Exercise material Block Start
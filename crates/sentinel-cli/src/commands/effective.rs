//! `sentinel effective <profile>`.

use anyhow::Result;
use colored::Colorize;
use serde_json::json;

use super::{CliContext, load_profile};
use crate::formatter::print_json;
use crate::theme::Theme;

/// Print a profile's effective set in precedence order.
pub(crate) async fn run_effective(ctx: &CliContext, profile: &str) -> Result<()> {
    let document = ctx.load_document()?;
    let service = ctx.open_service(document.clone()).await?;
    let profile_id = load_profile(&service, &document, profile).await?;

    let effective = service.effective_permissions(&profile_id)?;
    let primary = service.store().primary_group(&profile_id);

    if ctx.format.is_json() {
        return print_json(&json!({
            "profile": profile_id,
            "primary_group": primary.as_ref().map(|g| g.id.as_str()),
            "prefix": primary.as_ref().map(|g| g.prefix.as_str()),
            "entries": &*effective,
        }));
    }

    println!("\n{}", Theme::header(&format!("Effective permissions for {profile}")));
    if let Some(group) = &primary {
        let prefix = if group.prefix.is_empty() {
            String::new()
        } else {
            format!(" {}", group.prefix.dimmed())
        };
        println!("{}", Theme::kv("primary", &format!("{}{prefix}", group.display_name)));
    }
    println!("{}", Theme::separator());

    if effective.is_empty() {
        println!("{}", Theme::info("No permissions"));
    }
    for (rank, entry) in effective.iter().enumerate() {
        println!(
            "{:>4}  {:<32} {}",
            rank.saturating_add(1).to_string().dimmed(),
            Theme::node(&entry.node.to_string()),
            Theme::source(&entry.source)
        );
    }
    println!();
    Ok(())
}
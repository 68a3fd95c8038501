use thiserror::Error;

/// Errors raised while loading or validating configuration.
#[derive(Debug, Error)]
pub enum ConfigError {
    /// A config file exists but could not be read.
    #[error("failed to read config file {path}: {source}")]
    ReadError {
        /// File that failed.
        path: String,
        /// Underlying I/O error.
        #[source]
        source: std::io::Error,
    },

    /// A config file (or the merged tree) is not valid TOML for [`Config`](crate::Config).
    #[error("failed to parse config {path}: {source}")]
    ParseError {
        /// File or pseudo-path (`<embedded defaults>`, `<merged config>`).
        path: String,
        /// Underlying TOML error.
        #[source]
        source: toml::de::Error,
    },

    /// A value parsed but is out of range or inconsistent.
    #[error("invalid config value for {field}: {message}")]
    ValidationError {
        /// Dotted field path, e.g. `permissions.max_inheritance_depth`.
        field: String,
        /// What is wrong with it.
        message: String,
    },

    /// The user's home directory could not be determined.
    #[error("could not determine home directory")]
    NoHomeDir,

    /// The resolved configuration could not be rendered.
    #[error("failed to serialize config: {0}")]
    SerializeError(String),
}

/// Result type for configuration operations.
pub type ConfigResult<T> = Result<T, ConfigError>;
Exercise material Block End
Please reproduce, exactly as they appear above, the lines from the line containing "use colored::Colorize;" up to and including the line containing "let service = ctx.open_service(document.clone()).await?;".

use colored::Colorize;
use serde_json::json;

use super::{CliContext, load_profile};
use crate::formatter::print_json;
use crate::theme::Theme;

/// Print a profile's effective set in precedence order.
pub(crate) async fn run_effective(ctx: &CliContext, profile: &str) -> Result<()> {
    let document = ctx.load_document()?;
    let service = ctx.open_service(document.clone()).await?;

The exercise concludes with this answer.